__Saved data entries__
════════

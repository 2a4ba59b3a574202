use thiserror::Error;

#[derive(Debug, Error)]
pub enum DbError {
    #[error("I/O error: {0}")]
    Io(#[from] std::io::Error),

    #[error("Decode error: {0}")]
    Decode(#[from] bincode::error::DecodeError),

    #[error("Encode error: {0}")]
    Encode(#[from] bincode::error::EncodeError),

    #[error("Serde JSON: {0}")]
    Json(#[from] serde_json::Error),

    #[error("BSON: {0}")]
    Bson(String),

    #[error("Document not found: {0}")]
    NoSuchDocument(String),

    #[error("Invalid document ID: {0}")]
    InvalidDocumentId(String),

    #[error("WAL error: {0}")]
    WalError(String),

    #[error("Query error: {0}")]
    QueryError(String),

    #[error("Malformed query: {0}")]
    MalformedQuery(String),

    #[error("Validation failed: {0}")]
    Validation(String),

    #[error("Geocoding failed: {0}")]
    Geocode(String),

    #[error("Config error: {0}")]
    Config(String),
}

impl DbError {
    /// Errors caused by the caller's input rather than by the store.
    #[must_use]
    pub const fn is_client_error(&self) -> bool {
        matches!(
            self,
            Self::MalformedQuery(_)
                | Self::Validation(_)
                | Self::InvalidDocumentId(_)
                | Self::Geocode(_)
                | Self::Json(_)
        )
    }

    #[must_use]
    pub const fn is_not_found(&self) -> bool {
        matches!(self, Self::NoSuchDocument(_))
    }
}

════════

Write out each entry exactly, and omit nothing.

__Answer to the exercise__
repository 2a4ba59b3a574202
use thiserror::Error;

#[derive(Debug, Error)]
pub enum DbError {
    #[error("I/O error: {0}")]
    Io(#[from] std::io::Error),

    #[error("Decode error: {0}")]
    Decode(#[from] bincode::error::DecodeError),

    #[error("Encode error: {0}")]
    Encode(#[from] bincode::error::EncodeError),

    #[error("Serde JSON: {0}")]
    Json(#[from] serde_json::Error),

    #[error("BSON: {0}")]
    Bson(String),

    #[error("Document not found: {0}")]
    NoSuchDocument(String),

    #[error("Invalid document ID: {0}")]
    InvalidDocumentId(String),

    #[error("WAL error: {0}")]
    WalError(String),

    #[error("Query error: {0}")]
    QueryError(String),

    #[error("Malformed query: {0}")]
    MalformedQuery(String),

    #[error("Validation failed: {0}")]
    Validation(String),

    #[error("Geocoding failed: {0}")]
    Geocode(String),

    #[error("Config error: {0}")]
    Config(String),
}

impl DbError {
    /// Errors caused by the caller's input rather than by the store.
    #[must_use]
    pub const fn is_client_error(&self) -> bool {
        matches!(
            self,
            Self::MalformedQuery(_)
                | Self::Validation(_)
                | Self::InvalidDocumentId(_)
                | Self::Geocode(_)
                | Self::Json(_)
        )
    }

    #[must_use]
    pub const fn is_not_found(&self) -> bool {
        matches!(self, Self::NoSuchDocument(_))
    }
}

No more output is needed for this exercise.